Musicalmente competente quanto può esserlo Moreno di “Amici”, il suo personaggio sembra fatto apposta per attirare sul palco di X Factor le boy band di tutta la confederazione. Ciuffetti da minchione, occhio verde sognante, canotta bianca da meccanico e cavallo basso, passano più tempo a flirtare con la Demi Innamorata che ad emettere rigurgiti inascoltabili dalla bocca. Il fatto che ella risponda anche alle occhiate dei Blue, che desideri il loro piccolo cazzettino minorenne, non è eccitante, non più di una chiamata al Telefono Azzurro dopo aver subito gli abusi di tuo zio.
Peculiarità linguistica tutta personale: è incapace di usare il discorso indiretto ma dipende dalle scuole che ha frequentato a Camp Rock. Come sempre è colpa degli insegnanti.

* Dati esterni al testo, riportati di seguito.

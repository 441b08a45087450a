//! Notification service implementation.
//!
//! Owns per-user notification sequences, the unread index and best-effort
//! dispatch to the email and push transports.

use chrono::{DateTime, Utc};
use log::{debug, warn};
use std::sync::Arc;
use uuid::Uuid;

use super::notifications_model::{NewNotification, Notification};
use super::notifications_traits::{
    NotificationRepositoryTrait, NotificationServiceTrait, NotificationTransport,
};
use super::sink::NotificationSink;
use super::transport::LoggingTransport;
use crate::errors::Result;
use crate::utils::user_locks::{acquire, UserLocks};

pub struct NotificationService {
    repository: Arc<dyn NotificationRepositoryTrait>,
    email_transport: Arc<dyn NotificationTransport>,
    push_transport: Arc<dyn NotificationTransport>,
    locks: UserLocks,
}

impl NotificationService {
    /// Creates a service delivering email/push through the logging transports.
    pub fn new(repository: Arc<dyn NotificationRepositoryTrait>) -> Self {
        Self::with_transports(
            repository,
            Arc::new(LoggingTransport::email()),
            Arc::new(LoggingTransport::push()),
        )
    }

    pub fn with_transports(
        repository: Arc<dyn NotificationRepositoryTrait>,
        email_transport: Arc<dyn NotificationTransport>,
        push_transport: Arc<dyn NotificationTransport>,
    ) -> Self {
        Self {
            repository,
            email_transport,
            push_transport,
            locks: UserLocks::new(),
        }
    }

    /// Fire-and-forget delivery. Failures are logged and never surface.
    fn dispatch(&self, user_id: &str, notification: &Notification) {
        let targets = [
            (notification.channels.send_email, &self.email_transport),
            (notification.channels.send_push, &self.push_transport),
        ];
        for (enabled, transport) in targets {
            if !enabled {
                continue;
            }
            if let Err(e) = transport.send(user_id, notification) {
                warn!(
                    "Failed to deliver notification {} via {}: {}",
                    notification.id,
                    transport.channel(),
                    e
                );
            }
        }
    }

    /// Applies `mutate` to the user's sequence under the user lock and
    /// persists the result together with the recomputed unread flag.
    fn update_sequence<T, F>(&self, user_id: &str, mutate: F) -> Result<T>
    where
        F: FnOnce(&mut Vec<Notification>) -> T,
    {
        let handle = self.locks.handle(user_id);
        let _guard = acquire(&handle);

        let mut notifications = self.repository.load_notifications(user_id)?;
        let result = mutate(&mut notifications);
        let any_unread = notifications.iter().any(|n| !n.read);
        self.repository.save_notifications(user_id, notifications)?;
        if !any_unread {
            self.repository.set_marked_unread(user_id, false)?;
        }
        Ok(result)
    }
}

impl NotificationServiceTrait for NotificationService {
    fn create(&self, user_id: &str, new_notification: NewNotification) -> Result<Notification> {
        self.create_at(user_id, new_notification, Utc::now())
    }

    fn create_at(
        &self,
        user_id: &str,
        new_notification: NewNotification,
        now: DateTime<Utc>,
    ) -> Result<Notification> {
        let notification =
            new_notification.into_notification(Uuid::new_v4().to_string(), user_id, now);

        {
            let handle = self.locks.handle(user_id);
            let _guard = acquire(&handle);
            let mut notifications = self.repository.load_notifications(user_id)?;
            notifications.push(notification.clone());
            self.repository.save_notifications(user_id, notifications)?;
            // Unread regardless of channel flags
            self.repository.set_marked_unread(user_id, true)?;
        }

        debug!(
            "Created {} notification {} for user {}",
            notification.notification_type, notification.id, user_id
        );
        self.dispatch(user_id, &notification);
        Ok(notification)
    }

    fn get(&self, user_id: &str, notification_id: &str) -> Result<Option<Notification>> {
        Ok(self
            .repository
            .load_notifications(user_id)?
            .into_iter()
            .find(|n| n.id == notification_id))
    }

    fn list_all(&self, user_id: &str) -> Result<Vec<Notification>> {
        self.repository.load_notifications(user_id)
    }

    fn list_unread(&self, user_id: &str) -> Result<Vec<Notification>> {
        Ok(self
            .repository
            .load_notifications(user_id)?
            .into_iter()
            .filter(|n| !n.read)
            .collect())
    }

    fn has_unread(&self, user_id: &str) -> Result<bool> {
        self.repository.is_marked_unread(user_id)
    }

    fn count_unread(&self, user_id: &str) -> Result<usize> {
        Ok(self
            .repository
            .load_notifications(user_id)?
            .iter()
            .filter(|n| !n.read)
            .count())
    }

    fn mark_read(&self, user_id: &str, notification_id: &str) -> Result<bool> {
        self.update_sequence(user_id, |notifications| {
            match notifications.iter_mut().find(|n| n.id == notification_id) {
                Some(notification) => {
                    notification.read = true;
                    true
                }
                None => false,
            }
        })
    }

    fn mark_all_read(&self, user_id: &str) -> Result<usize> {
        self.update_sequence(user_id, |notifications| {
            let mut marked = 0;
            for notification in notifications.iter_mut().filter(|n| !n.read) {
                notification.read = true;
                marked += 1;
            }
            marked
        })
    }

    fn dismiss(&self, user_id: &str, notification_id: &str) -> Result<bool> {
        // Dismissal leaves `read` and the unread index untouched.
        let handle = self.locks.handle(user_id);
        let _guard = acquire(&handle);

        let mut notifications = self.repository.load_notifications(user_id)?;
        let found = match notifications.iter_mut().find(|n| n.id == notification_id) {
            Some(notification) => {
                notification.dismissed = true;
                true
            }
            None => false,
        };
        if found {
            self.repository.save_notifications(user_id, notifications)?;
        }
        Ok(found)
    }

    fn clear_all(&self, user_id: &str) -> Result<usize> {
        self.update_sequence(user_id, |notifications| {
            let cleared = notifications.len();
            notifications.clear();
            cleared
        })
    }
}

impl NotificationSink for NotificationService {
    fn notify(&self, user_id: &str, notification: NewNotification) -> Option<Notification> {
        match self.create(user_id, notification) {
            Ok(created) => Some(created),
            Err(e) => {
                warn!("Failed to store notification for user {}: {}", user_id, e);
                None
            }
        }
    }
}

Si potrebbe andare avanti per pagine a descrivere gli aspetti morbosi di X Factor Usa, come ad esempio il numero di bombe al cortisone che si fa la Spears quando chiama su skype Morgan per avere il conforto di un amico. Ma il rischio di essere ripetitivi, l'assenza di voglia e l'orario ci inducono ad abbandonare e lasciare a voi, venticinque lettori, il compito di approfondire, di squarciare il velo di silenzio, la coltre di indifferenza che ricopre questo crimine contro l'umanità. Che siate voi i fortunati o le fortunate che possano un giorno trovare la Lovato segregata in una stanza di un motel, L.A. Raid che passeggia lungo delle bianchissime strisce pedonali, Simon Philip Cowell a tiro della vostra fionda.
Ma se il rischio di essere ripetitivi, l'assenza di voglia o l'orario vi inducono a desistere, beh, allora è veramente finita, la battaglia è irrimediabilmente persa.